Interview mit Professor Jürgen Hummel

Was können  Milcherzeuger  kurzfristig bei  Hitze für ihr  Milchvieh tun? 

Prof. Jürgen  Hummel: Kurzfristig  lässt sich  über ausreichende  Luftbewegung  im Stall einiges  bewirken. Im Extremfall  kann man  auch an Wasserverneblungsanlagen  denken.  Auch die Wahl  des Untergrunds  beeinflusst die  Wärmeabfuhr.  Bereits beim Bau  eines Stalls gibt es  einige Punkte zu  beachten wie die  vorherrschende  Windrichtung. 

 

„Als Gesellschaft müssen wir den Klimawandel sehr ernst nehmen!"

Professor Jürgen Hummel

Was können  Landwirte  mittelfristig auf  dem Acker oder  bei der Aufzucht  tun? 

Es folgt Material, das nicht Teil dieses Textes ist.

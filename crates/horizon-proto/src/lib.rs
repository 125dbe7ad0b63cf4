//! Wire protocol for the Event Horizon relay.
//!
//! Clients talk to the relay over QUIC. Every message is a length-prefixed
//! JSON frame (see [`frame`]). The first frame a client sends is a
//! [`ConnectRequest`]; every frame after that, in either direction, is an
//! [`Envelope`].
//!
//! Message bodies are opaque to the relay beyond their `type`: end-to-end
//! encrypted chat traffic passes through as [`Message::Unknown`].

pub mod close;
pub mod envelope;
pub mod errors;
pub mod frame;
pub mod handshake;
pub mod payloads;

pub use close::CloseCode;
pub use envelope::{Envelope, Message, kind};
pub use errors::{ProtocolError, Result};
pub use frame::{LENGTH_PREFIX_SIZE, MAX_FRAME_SIZE, decode_frame, encode_frame};
pub use handshake::ConnectRequest;
pub use payloads::{
    ErrorNotice, Heartbeat, KeyRevoked, Ping, Pong, StatusReport, StatusRequest, Welcome,
};

/// ALPN protocol identifier negotiated on every connection.
pub const ALPN_PROTOCOL: &[u8] = b"horizon";
#[cfg(test)]
mod tests {
    use std::time::Duration;

    use horizon_proto::{Heartbeat, kind};

    use super::*;
    use crate::testutil::{MockSink, SimEnv};

    type Registry = ConnectionRegistry<MockSink, SimEnv>;

    fn registry() -> Registry {
        ConnectionRegistry::new(SimEnv::with_seed(1), RegistryConfig::default())
    }

    fn heartbeat() -> Envelope {
        Envelope::new(Message::Heartbeat(Heartbeat { timestamp: Some("t".to_string()) }))
    }

    #[tokio::test(start_paused = true)]
    async fn connect_sends_welcome_only_to_new_connection() {
        let reg = registry();
        let (a, a_peer) = MockSink::pair();
        let (b, b_peer) = MockSink::pair();

        reg.connect("did:a", a).await.unwrap();
        reg.connect("did:b", b).await.unwrap();

        let a_kinds = a_peer.kinds();
        assert_eq!(a_kinds, vec![kind::WELCOME]);
        let welcome = b_peer.envelopes().remove(0);
        let Message::Welcome(w) = welcome.message else { panic!("expected welcome") };
        assert_eq!(w.did, "did:b");
        assert_eq!(w.message, "Welcome to Event Horizon Chat!");

        let info = reg.info("did:a").await.unwrap();
        assert_eq!(info.message_count, 1);
        assert_eq!(info.connected_at, info.last_heartbeat);
    }

    #[tokio::test(start_paused = true)]
    async fn accept_failure_rejects_without_registering() {
        let reg = registry();
        let (sink, peer) = MockSink::pair();
        peer.fail_accept(true);

        assert!(matches!(reg.connect("did:a", sink).await, Err(RegistryError::AcceptFailed(_))));
        assert_eq!(reg.count().await, 0);
        assert!(peer.envelopes().is_empty());
    }

    #[tokio::test(start_paused = true)]
    async fn failed_welcome_rejects_without_registering() {
        let reg = registry();
        let (sink, peer) = MockSink::pair();
        peer.fail_sends(true);

        let result = reg.connect("did:a", sink).await;

        assert!(matches!(result, Err(RegistryError::WelcomeFailed(_))));
        assert_eq!(reg.count().await, 0);
        assert_eq!(peer.close_code(), Some(CloseCode::InternalError));
    }

    #[tokio::test(start_paused = true)]
    async fn send_to_ignores_replacement() {
        let reg = registry();
        let (first, first_peer) = MockSink::pair();
        let (second, second_peer) = MockSink::pair();
        let old = reg.connect("did:a", first).await.unwrap();
        let new = reg.connect("did:a", second).await.unwrap();

        assert_eq!(reg.send_to("did:a", old, &heartbeat()).await.unwrap(), Delivery::NotConnected);
        assert_eq!(reg.send_to("did:a", new, &heartbeat()).await.unwrap(), Delivery::Delivered);
        assert_eq!(first_peer.kinds(), vec![kind::WELCOME]);
        assert_eq!(second_peer.kinds(), vec![kind::WELCOME, kind::HEARTBEAT]);
    }

    #[tokio::test(start_paused = true)]
    async fn reconnect_replaces_and_closes_old_socket() {
        let reg = registry();
        let (first, first_peer) = MockSink::pair();
        let (second, second_peer) = MockSink::pair();

        let old = reg.connect("did:a", first).await.unwrap();
        let new = reg.connect("did:a", second).await.unwrap();

        assert_ne!(old, new);
        assert_eq!(reg.count().await, 1);
        assert_eq!(first_peer.close_code(), Some(CloseCode::Normal));
        assert!(!second_peer.is_closed());
        assert_eq!(reg.connection_id("did:a").await, Some(new));
    }

    #[tokio::test(start_paused = true)]
    async fn stale_release_keeps_replacement() {
        let reg = registry();
        let (first, _) = MockSink::pair();
        let (second, _) = MockSink::pair();
        let old = reg.connect("did:a", first).await.unwrap();
        let new = reg.connect("did:a", second).await.unwrap();

        assert!(!reg.release("did:a", old).await);
        assert_eq!(reg.connection_id("did:a").await, Some(new));
        assert!(reg.release("did:a", new).await);
        assert_eq!(reg.count().await, 0);
    }

    #[tokio::test(start_paused = true)]
    async fn disconnect_is_idempotent() {
        let reg = registry();
        let (sink, peer) = MockSink::pair();
        reg.connect("did:a", sink).await.unwrap();

        assert_eq!(reg.disconnect("did:a").await, Disconnect::Removed);
        assert_eq!(reg.disconnect("did:a").await, Disconnect::Absent);
        assert_eq!(reg.disconnect("did:nobody").await, Disconnect::Absent);
        assert!(peer.is_closed());
    }

    #[tokio::test(start_paused = true)]
    async fn send_outcomes() {
        let reg = registry();
        let (sink, peer) = MockSink::pair();
        reg.connect("did:a", sink).await.unwrap();

        assert_eq!(reg.send("did:a", &heartbeat()).await.unwrap(), Delivery::Delivered);
        assert_eq!(reg.send("did:z", &heartbeat()).await.unwrap(), Delivery::NotConnected);

        peer.fail_sends(true);
        assert_eq!(reg.send("did:a", &heartbeat()).await.unwrap(), Delivery::SendFailed);
        assert_eq!(reg.count().await, 0);
        assert_eq!(reg.send("did:a", &heartbeat()).await.unwrap(), Delivery::NotConnected);
    }

    #[tokio::test(start_paused = true)]
    async fn broadcast_skips_excluded_and_prunes_failures() {
        let reg = registry();
        let (a, _a_peer) = MockSink::pair();
        let (b, b_peer) = MockSink::pair();
        let (c, c_peer) = MockSink::pair();
        reg.connect("did:a", a).await.unwrap();
        reg.connect("did:b", b).await.unwrap();
        reg.connect("did:c", c).await.unwrap();
        c_peer.fail_sends(true);

        let delivered = reg.broadcast(&heartbeat(), Some("did:a")).await.unwrap();

        assert_eq!(delivered, 1);
        assert_eq!(b_peer.kinds(), vec![kind::WELCOME, kind::HEARTBEAT]);
        assert_eq!(reg.identities().await, HashSet::from(["did:a".to_string(), "did:b".to_string()]));
        assert_eq!(reg.info("did:b").await.unwrap().message_count, 2);
    }

    #[tokio::test(start_paused = true)]
    async fn outbound_traffic_does_not_refresh_liveness() {
        let reg = registry();
        let (sink, peer) = MockSink::pair();
        reg.connect("did:a", sink).await.unwrap();

        for _ in 0..4 {
            tokio::time::advance(Duration::from_secs(30)).await;
            reg.broadcast(&heartbeat(), None).await.unwrap();
        }

        assert_eq!(reg.sweep_stale().await, vec!["did:a".to_string()]);
        assert_eq!(peer.close_code(), Some(CloseCode::StaleConnection));
    }

    #[tokio::test(start_paused = true)]
    async fn heartbeat_refresh_prevents_eviction() {
        let reg = registry();
        let (sink, _) = MockSink::pair();
        let id = reg.connect("did:a", sink).await.unwrap();

        for _ in 0..10 {
            tokio::time::advance(Duration::from_secs(60)).await;
            assert!(reg.refresh_heartbeat("did:a", id).await);
            assert!(reg.sweep_stale().await.is_empty());
        }
        assert_eq!(reg.count().await, 1);
    }

    #[tokio::test(start_paused = true)]
    async fn eviction_boundary_is_strict() {
        let reg = registry();
        let (sink, _) = MockSink::pair();
        reg.connect("did:a", sink).await.unwrap();

        tokio::time::advance(Duration::from_secs(90)).await;
        assert!(reg.sweep_stale().await.is_empty());

        tokio::time::advance(Duration::from_millis(1)).await;
        assert_eq!(reg.sweep_stale().await.len(), 1);
    }

    #[tokio::test(start_paused = true)]
    async fn shutdown_tolerates_close_failures() {
        let reg = registry();
        let (a, a_peer) = MockSink::pair();
        let (b, b_peer) = MockSink::pair();
        reg.connect("did:a", a).await.unwrap();
        reg.connect("did:b", b).await.unwrap();
        a_peer.fail_close(true);

        reg.shutdown().await;

        assert_eq!(reg.count().await, 0);
        assert_eq!(b_peer.close_code(), Some(CloseCode::GoingAway));
    }
}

Beim Futterbau  lässt sich vieles  optimieren. Der  eine oder andere  Landwirt wird  als Konsequenz  des letzten Sommers  sicher über  den Einsatz von  Beregnung  nachdenken.  Wenn  man noch einen  Schritt weiter  gehen will, wäre  ein verstärkter  Einsatz von gegen  Trockenheit resistenten  Leguminosen  sinnvoll.  Auch für die Tiere  gilt, dass man in  Zukunft mehr auf  temperaturtolerante  Tiere züchten  wird. 

Ihr Fazit des  Sommers 2018  als Wissenschaftler? 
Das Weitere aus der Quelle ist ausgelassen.